━━━━━ Data excerpts ━━━━━
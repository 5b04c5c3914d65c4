//! Per-project metadata state and its schema-phase transitions.
//!
//! A [`ProjectMetadataState`] is only ever changed through the transition
//! methods here and in [`crate::sequencer`]. Each load cycle carries an epoch;
//! completions from an earlier cycle are rejected so a reset state never mixes
//! stale and fresh data.

use std::collections::BTreeMap;

use log::{debug, info, warn};
use serde::Serialize;

use crate::{
    data::Row,
    error::SchemaError,
    fields::{Field, MergeAlgorithm, View, ViewField},
    loading::{LoadingState, MetadataLoadingState},
    maps::SupportedMap,
    schema_loader::ProjectSchema,
};

/// Identifies one load cycle of one project.
pub type Epoch = u64;

#[derive(Debug, Clone, PartialEq, Serialize)]
pub struct ProjectMetadataState {
    pub(crate) project_abbrev: String,
    pub(crate) loading_state: MetadataLoadingState,
    pub(crate) merge_algorithm: Option<MergeAlgorithm>,
    pub(crate) project_fields: Option<Vec<Field>>,
    pub(crate) fields: Option<Vec<ViewField>>,
    pub(crate) views: BTreeMap<usize, View>,
    pub(crate) view_loading_states: BTreeMap<usize, LoadingState>,
    pub(crate) view_to_fetch: usize,
    pub(crate) metadata: Option<Vec<Row>>,
    pub(crate) field_loading_states: BTreeMap<String, LoadingState>,
    pub(crate) field_unique_values: BTreeMap<String, Option<Vec<String>>>,
    pub(crate) empty_columns: Vec<String>,
    pub(crate) supported_maps: Vec<SupportedMap>,
    pub(crate) error_message: Option<String>,
    pub(crate) epoch: Epoch,
}

impl ProjectMetadataState {
    pub fn new(project_abbrev: impl Into<String>) -> Self {
        Self::with_epoch(project_abbrev, 0)
    }

    fn with_epoch(project_abbrev: impl Into<String>, epoch: Epoch) -> Self {
        Self {
            project_abbrev: project_abbrev.into(),
            loading_state: MetadataLoadingState::Idle,
            merge_algorithm: None,
            project_fields: None,
            fields: None,
            views: BTreeMap::new(),
            view_loading_states: BTreeMap::new(),
            view_to_fetch: 0,
            metadata: None,
            field_loading_states: BTreeMap::new(),
            field_unique_values: BTreeMap::new(),
            empty_columns: Vec::new(),
            supported_maps: Vec::new(),
            error_message: None,
            epoch,
        }
    }

    pub fn project_abbrev(&self) -> &str {
        &self.project_abbrev
    }

    pub fn loading_state(&self) -> MetadataLoadingState {
        self.loading_state
    }

    pub fn merge_algorithm(&self) -> Option<&MergeAlgorithm> {
        self.merge_algorithm.as_ref()
    }

    pub fn project_fields(&self) -> Option<&[Field]> {
        self.project_fields.as_deref()
    }

    pub fn fields(&self) -> Option<&[ViewField]> {
        self.fields.as_deref()
    }

    pub fn views(&self) -> &BTreeMap<usize, View> {
        &self.views
    }

    pub fn view_count(&self) -> usize {
        self.views.len()
    }

    pub fn view_loading_states(&self) -> &BTreeMap<usize, LoadingState> {
        &self.view_loading_states
    }

    pub fn view_to_fetch(&self) -> usize {
        self.view_to_fetch
    }

    pub fn metadata(&self) -> Option<&[Row]> {
        self.metadata.as_deref()
    }

    pub fn field_loading_states(&self) -> &BTreeMap<String, LoadingState> {
        &self.field_loading_states
    }

    pub fn field_loading_state(&self, column: &str) -> Option<LoadingState> {
        self.field_loading_states.get(column).copied()
    }

    pub fn field_unique_values(&self) -> &BTreeMap<String, Option<Vec<String>>> {
        &self.field_unique_values
    }

    pub fn unique_values(&self, column: &str) -> Option<&[String]> {
        self.field_unique_values
            .get(column)
            .and_then(|values| values.as_deref())
    }

    pub fn empty_columns(&self) -> &[String] {
        &self.empty_columns
    }

    pub fn supported_maps(&self) -> &[SupportedMap] {
        &self.supported_maps
    }

    pub fn error_message(&self) -> Option<&str> {
        self.error_message.as_deref()
    }

    pub fn epoch(&self) -> Epoch {
        self.epoch
    }

    /// Columns whose data is loaded, in schema order.
    pub fn loaded_columns(&self) -> Vec<&str> {
        self.fields
            .iter()
            .flatten()
            .map(|f| f.column_name.as_str())
            .filter(|c| self.field_loading_state(c) == Some(LoadingState::Success))
            .collect()
    }

    pub(crate) fn is_current(&self, epoch: Epoch) -> bool {
        if self.epoch != epoch {
            warn!(
                "Discarding stale completion for project '{}' (epoch {epoch}, current {})",
                self.project_abbrev, self.epoch
            );
            return false;
        }
        true
    }

    /// Accepts a load request when idle or failed. A failed state is first
    /// reset to its initial form. Returns whether the request was accepted.
    pub(crate) fn request_load(&mut self) -> bool {
        if !self.loading_state.accepts_load_request() {
            debug!(
                "Ignoring load request for '{}' in state {}",
                self.project_abbrev, self.loading_state
            );
            return false;
        }
        let next_epoch = self.epoch + 1;
        if self.loading_state != MetadataLoadingState::Idle {
            info!(
                "Resetting project '{}' after {} before reloading",
                self.project_abbrev, self.loading_state
            );
            *self = Self::with_epoch(self.project_abbrev.clone(), next_epoch);
        } else {
            self.epoch = next_epoch;
        }
        self.loading_state = MetadataLoadingState::FetchRequested;
        true
    }

    pub(crate) fn begin_schema_fetch(&mut self, epoch: Epoch) -> bool {
        if !self.is_current(epoch) || self.loading_state != MetadataLoadingState::FetchRequested {
            return false;
        }
        self.loading_state = MetadataLoadingState::AwaitingFields;
        true
    }

    pub(crate) fn apply_schema(&mut self, epoch: Epoch, schema: ProjectSchema) -> bool {
        if !self.is_current(epoch) || self.loading_state != MetadataLoadingState::AwaitingFields {
            return false;
        }
        let ProjectSchema {
            merge_algorithm,
            project_fields,
            fields,
            views,
        } = schema;

        self.field_unique_values.clear();
        self.field_loading_states.clear();
        for field in &fields {
            self.field_unique_values
                .insert(field.column_name.clone(), None);
            self.field_loading_states
                .insert(field.column_name.clone(), LoadingState::Idle);
        }
        self.views.clear();
        self.view_loading_states.clear();
        for (index, view) in views.into_iter().enumerate() {
            self.views.insert(index, view);
            self.view_loading_states.insert(index, LoadingState::Idle);
        }
        info!(
            "Project '{}' schema loaded: {} field(s), {} column(s), {} view(s), merge algorithm {}",
            self.project_abbrev,
            project_fields.len(),
            fields.len(),
            self.views.len(),
            merge_algorithm
        );
        self.merge_algorithm = Some(merge_algorithm);
        self.project_fields = Some(project_fields);
        self.fields = Some(fields);
        self.loading_state = MetadataLoadingState::FieldsLoaded;
        true
    }

    pub(crate) fn fail_schema(&mut self, epoch: Epoch, error: &SchemaError) -> bool {
        if !self.is_current(epoch) || self.loading_state != MetadataLoadingState::AwaitingFields {
            return false;
        }
        warn!("Project '{}': {error}", self.project_abbrev);
        self.error_message = Some(error.to_string());
        self.loading_state = MetadataLoadingState::Error;
        true
    }
}
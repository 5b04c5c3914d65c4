//! Schema loading: fields, views and merge algorithm for a project, with the
//! logical-to-physical column projection applied.

use std::collections::HashMap;

use log::{debug, info};

use crate::{
    api::MetadataApi,
    error::{SchemaAspect, SchemaError},
    fields::{
        Field, MergeAlgorithm, ProjectView, View, ViewField, sort_project_fields,
        view_column_names,
    },
};

#[derive(Debug, Clone, PartialEq)]
pub struct ProjectSchema {
    pub merge_algorithm: MergeAlgorithm,
    /// Logical fields in display order.
    pub project_fields: Vec<Field>,
    /// Physical columns, one per derived column name.
    pub fields: Vec<ViewField>,
    /// Non-empty views, fewest fields first; position is the view index.
    pub views: Vec<View>,
}

/// Fetches fields, views and project details, in that order, stopping at the
/// first failure.
pub async fn load_schema(
    api: &dyn MetadataApi,
    project: &str,
    token: &str,
) -> Result<ProjectSchema, SchemaError> {
    let fields = api
        .get_project_fields(project, token)
        .await
        .map_err(|e| SchemaError::new(SchemaAspect::Fields, e))?;
    let views = api
        .get_project_views(project, token)
        .await
        .map_err(|e| SchemaError::new(SchemaAspect::Views, e))?;
    let details = api
        .get_project_details(project, token)
        .await
        .map_err(|e| SchemaError::new(SchemaAspect::Details, e))?;
    info!(
        "Fetched schema for '{project}': {} field(s), {} view(s)",
        fields.len(),
        views.len()
    );
    Ok(build_schema(details.merge_algorithm, fields, views))
}

pub fn build_schema(
    merge_algorithm: MergeAlgorithm,
    mut project_fields: Vec<Field>,
    views: Vec<ProjectView>,
) -> ProjectSchema {
    sort_project_fields(&mut project_fields);

    let column_map = project_fields
        .iter()
        .map(|field| {
            (
                field.field_name.clone(),
                view_column_names(field, &merge_algorithm),
            )
        })
        .collect::<HashMap<_, _>>();

    let fields = project_fields
        .iter()
        .flat_map(|field| {
            column_map
                .get(&field.field_name)
                .into_iter()
                .flatten()
                .map(move |column| ViewField {
                    column_name: column.clone(),
                    field: field.clone(),
                })
        })
        .collect::<Vec<_>>();

    let mut eligible = views
        .into_iter()
        .filter(|view| !view.fields.is_empty())
        .collect::<Vec<_>>();
    eligible.sort_by_key(|view| view.fields.len());

    let views = eligible
        .into_iter()
        .map(|view| {
            let view_fields = view
                .fields
                .iter()
                .flat_map(|name| match column_map.get(name) {
                    Some(columns) => columns.clone(),
                    None => {
                        debug!("View {} names unknown field '{name}'", view.id);
                        vec![name.clone()]
                    }
                })
                .collect();
            View {
                view_id: view.id,
                name: view.view_name,
                fields: view.fields,
                view_fields,
            }
        })
        .collect();

    ProjectSchema {
        merge_algorithm,
        project_fields,
        fields,
        views,
    }
}
//! Cross-level cache coordination.
//!
//! [`CacheCoordinator`] owns the ordered set of levels and implements
//! read-through promotion, all-settled fan-out writes and tag invalidation on
//! top of them.
//!
//! # Failure model
//!
//! Every level call carries the level's `op_timeout`. A backend error or a
//! timeout is logged, counted against the level and treated as a miss (reads)
//! or a failed write for that level only. Callers never see transport errors.
//!
//! # Consistency
//!
//! Within one `get`, levels are checked in ascending ordinal order. Across
//! concurrent calls on the same key there is no global order: levels are
//! eventually consistent, not linearizable. `invalidate_by_tags` is atomic per
//! key but not across keys, so a concurrent reader can see a stale hit for a
//! key that has not been reached yet. A key some level failed to delete stays
//! in the tag index until an invalidation reaches every level.

use std::collections::{BTreeSet, HashSet};
use std::sync::Arc;
use std::time::{Duration, Instant};

use dashmap::DashMap;
use futures_util::future::join_all;
use serde::de::DeserializeOwned;
use serde::Serialize;
use tessera_core::telemetry::names;
use tessera_core::{
    noop_sink, CacheConfig, CacheError, HealthCheck, HealthStatus, LevelKind, SharedMetricsSink,
    TesseraResult,
};
use tokio::time::timeout;

use super::backend_level::BackendLevel;
use super::memory::MemoryLevel;
use super::traits::{CacheLevelStore, CachedValue, KeyValueBackend, LevelStatsSnapshot};
use super::warming::WarmSource;
//! Personally identifiable information detection.
//!
//! Values are scanned with regular expressions (strings nested in arrays or
//! objects included); field names are checked against a list of hints.
//! Payment card candidates must pass the Luhn check.

use std::collections::BTreeSet;

use once_cell::sync::Lazy;
use regex::Regex;
use serde::{Deserialize, Serialize};
use serde_json::Value;
use tessera_core::DataRecord;

use crate::anonymize::AnonymizationRule;

/// Kind of personal data found.
#[derive(Debug, Clone, Copy, PartialEq, Eq, PartialOrd, Ord, Hash, Serialize, Deserialize)]
#[serde(rename_all = "snake_case")]
pub enum PiiCategory {
    Email,
    Phone,
    IpAddress,
    NationalId,
    PaymentCard,
    DateOfBirth,
    Address,
    Name,
}

impl PiiCategory {
    pub fn as_str(&self) -> &'static str {
        match self {
            PiiCategory::Email => "email",
            PiiCategory::Phone => "phone",
            PiiCategory::IpAddress => "ip_address",
            PiiCategory::NationalId => "national_id",
            PiiCategory::PaymentCard => "payment_card",
            PiiCategory::DateOfBirth => "date_of_birth",
            PiiCategory::Address => "address",
            PiiCategory::Name => "name",
        }
    }

    /// Default transform for a field holding this kind of data.
    pub fn default_rule(&self, field: &str) -> AnonymizationRule {
        match self {
            PiiCategory::Email | PiiCategory::Name => AnonymizationRule::pseudonymize(field),
            PiiCategory::IpAddress => AnonymizationRule::generalize(field),
            PiiCategory::DateOfBirth => {
                AnonymizationRule::generalize(field).with_param("precision", "year")
            }
            PiiCategory::Phone | PiiCategory::Address => AnonymizationRule::redact(field),
            PiiCategory::NationalId | PiiCategory::PaymentCard => {
                AnonymizationRule::suppress(field)
            }
        }
    }
}

impl std::fmt::Display for PiiCategory {
    fn fmt(&self, f: &mut std::fmt::Formatter<'_>) -> std::fmt::Result {
        f.write_str(self.as_str())
    }
}

/// What triggered a detection.
#[derive(Debug, Clone, Copy, PartialEq, Eq, PartialOrd, Ord, Serialize, Deserialize)]
#[serde(rename_all = "snake_case")]
pub enum DetectionSource {
    Value,
    FieldName,
}

/// One finding.
#[derive(Debug, Clone, PartialEq, Eq, PartialOrd, Ord, Serialize, Deserialize)]
pub struct PiiMatch {
    pub field: String,
    pub category: PiiCategory,
    pub source: DetectionSource,
}

/// All findings for one record.
#[derive(Debug, Clone, Default, PartialEq, Eq, Serialize, Deserialize)]
pub struct PiiReport {
    pub matches: Vec<PiiMatch>,
}

impl PiiReport {
    pub fn is_empty(&self) -> bool {
        self.matches.is_empty()
    }

    /// Distinct fields with at least one finding, sorted.
    pub fn fields(&self) -> Vec<String> {
        self.matches
            .iter()
            .map(|m| m.field.clone())
            .collect::<BTreeSet<_>>()
            .into_iter()
            .collect()
    }

    pub fn categories(&self) -> BTreeSet<PiiCategory> {
        self.matches.iter().map(|m| m.category).collect()
    }

    /// One default rule per flagged field, using the field's first category.
    pub fn suggested_rules(&self) -> Vec<AnonymizationRule> {
        let mut seen = BTreeSet::new();
        self.matches
            .iter()
            .filter(|m| seen.insert(m.field.clone()))
            .map(|m| m.category.default_rule(&m.field))
            .collect()
    }
}

static EMAIL: Lazy<Regex> = Lazy::new(|| {
    Regex::new(r"(?i)\b[a-z0-9._%+-]+@[a-z0-9.-]+\.[a-z]{2,}\b").expect("Invalid email regex")
});

static PHONE: Lazy<Regex> = Lazy::new(|| {
    Regex::new(r"(?:^|[^\d])(?:\+?1[\s.-]?)?\(?\d{3}\)?[\s.-]?\d{3}[\s.-]?\d{4}(?:[^\d]|$)")
        .expect("Invalid phone regex")
});

static IPV4: Lazy<Regex> = Lazy::new(|| {
    Regex::new(r"\b(?:(?:25[0-5]|2[0-4]\d|1?\d?\d)\.){3}(?:25[0-5]|2[0-4]\d|1?\d?\d)\b")
        .expect("Invalid IPv4 regex")
});

static SSN: Lazy<Regex> =
    Lazy::new(|| Regex::new(r"\b\d{3}-\d{2}-\d{4}\b").expect("Invalid SSN regex"));

static CARD_CANDIDATE: Lazy<Regex> =
    Lazy::new(|| Regex::new(r"\b(?:\d[ -]?){12,18}\d\b").expect("Invalid card regex"));

// First match wins, so more specific hints come first.
const FIELD_HINTS: &[(&str, PiiCategory)] = &[
    ("ip_address", PiiCategory::IpAddress),
    ("card_number", PiiCategory::PaymentCard),
    ("email", PiiCategory::Email),
    ("e_mail", PiiCategory::Email),
    ("phone", PiiCategory::Phone),
    ("mobile", PiiCategory::Phone),
    ("ssn", PiiCategory::NationalId),
    ("social_security", PiiCategory::NationalId),
    ("national_id", PiiCategory::NationalId),
    ("dob", PiiCategory::DateOfBirth),
    ("birth", PiiCategory::DateOfBirth),
    ("address", PiiCategory::Address),
    ("street", PiiCategory::Address),
    ("postal", PiiCategory::Address),
    ("zip", PiiCategory::Address),
    ("first_name", PiiCategory::Name),
    ("last_name", PiiCategory::Name),
    ("full_name", PiiCategory::Name),
    ("surname", PiiCategory::Name),
];

/// Regex and field-name based PII detector.
#[derive(Debug, Clone)]
pub struct PiiDetector {
    use_field_hints: bool,
    ignored_fields: BTreeSet<String>,
}

impl Default for PiiDetector {
    fn default() -> Self {
        Self {
            use_field_hints: true,
            ignored_fields: BTreeSet::new(),
        }
    }
}

impl PiiDetector {
    pub fn new() -> Self {
        Self::default()
    }

    /// Only scan values; ignore field names.
    pub fn values_only(mut self) -> Self {
        self.use_field_hints = false;
        self
    }

    /// Never report `field`.
    pub fn ignore_field(mut self, field: impl Into<String>) -> Self {
        self.ignored_fields.insert(field.into());
        self
    }

    pub fn detect(&self, record: &DataRecord) -> PiiReport {
        let mut matches = BTreeSet::new();
        for (field, value) in record.fields() {
            if self.ignored_fields.contains(field) {
                continue;
            }
            if self.use_field_hints {
                if let Some(category) = hint_for(field) {
                    matches.insert(PiiMatch {
                        field: field.clone(),
                        category,
                        source: DetectionSource::FieldName,
                    });
                }
            }
            let mut found = BTreeSet::new();
            scan_value(value, &mut found);
            for category in found {
                matches.insert(PiiMatch {
                    field: field.clone(),
                    category,
                    source: DetectionSource::Value,
                });
            }
        }
        PiiReport {
            matches: matches.into_iter().collect(),
        }
    }

    /// Categories present in a free-text string.
    pub fn scan_text(&self, text: &str) -> BTreeSet<PiiCategory> {
        let mut found = BTreeSet::new();
        scan_str(text, &mut found);
        found
    }
}

fn hint_for(field: &str) -> Option<PiiCategory> {
    let lowered = field.to_ascii_lowercase();
    FIELD_HINTS
        .iter()
        .find(|(hint, _)| lowered.contains(hint))
        .map(|(_, category)| *category)
}

fn scan_value(value: &Value, found: &mut BTreeSet<PiiCategory>) {
    match value {
        Value::String(s) => scan_str(s, found),
        Value::Array(items) => items.iter().for_each(|v| scan_value(v, found)),
        Value::Object(map) => map.values().for_each(|v| scan_value(v, found)),
        Value::Null | Value::Bool(_) | Value::Number(_) => {}
    }
}

fn scan_str(text: &str, found: &mut BTreeSet<PiiCategory>) {
    if EMAIL.is_match(text) {
        found.insert(PiiCategory::Email);
    }
    if SSN.is_match(text) {
        found.insert(PiiCategory::NationalId);
    }
    if IPV4.is_match(text) {
        found.insert(PiiCategory::IpAddress);
    }
    let has_card = CARD_CANDIDATE
        .find_iter(text)
        .any(|m| luhn_valid(m.as_str()));
    if has_card {
        found.insert(PiiCategory::PaymentCard);
    } else if PHONE.is_match(text) && !SSN.is_match(text) && !IPV4.is_match(text) {
        found.insert(PiiCategory::Phone);
    }
}

/// Luhn checksum over the digits of `candidate` (separators ignored).
pub fn luhn_valid(candidate: &str) -> bool {
    let digits: Vec<u32> = candidate.chars().filter_map(|c| c.to_digit(10)).collect();
    if !(13..=19).contains(&digits.len()) {
        return false;
    }
    let sum: u32 = digits
        .iter()
        .rev()
        .enumerate()
        .map(|(i, &d)| {
            if i % 2 == 1 {
                let doubled = d * 2;
                if doubled > 9 {
                    doubled - 9
                } else {
                    doubled
                }
            } else {
                d
            }
        })
        .sum();
    sum % 10 == 0
}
━━━━━
## Directions for this task
Return exactly, and only, the lines above starting at the line that contains "ignore field names." and ending at the line that contains "scan_value(value, &mut found);".

## Answer area
    /// Only scan values; ignore field names.
    pub fn values_only(mut self) -> Self {
        self.use_field_hints = false;
        self
    }

    /// Never report `field`.
    pub fn ignore_field(mut self, field: impl Into<String>) -> Self {
        self.ignored_fields.insert(field.into());
        self
    }

    pub fn detect(&self, record: &DataRecord) -> PiiReport {
        let mut matches = BTreeSet::new();
        for (field, value) in record.fields() {
            if self.ignored_fields.contains(field) {
                continue;
            }
            if self.use_field_hints {
                if let Some(category) = hint_for(field) {
                    matches.insert(PiiMatch {
                        field: field.clone(),
                        category,
                        source: DetectionSource::FieldName,
                    });
                }
            }
            let mut found = BTreeSet::new();
            scan_value(value, &mut found);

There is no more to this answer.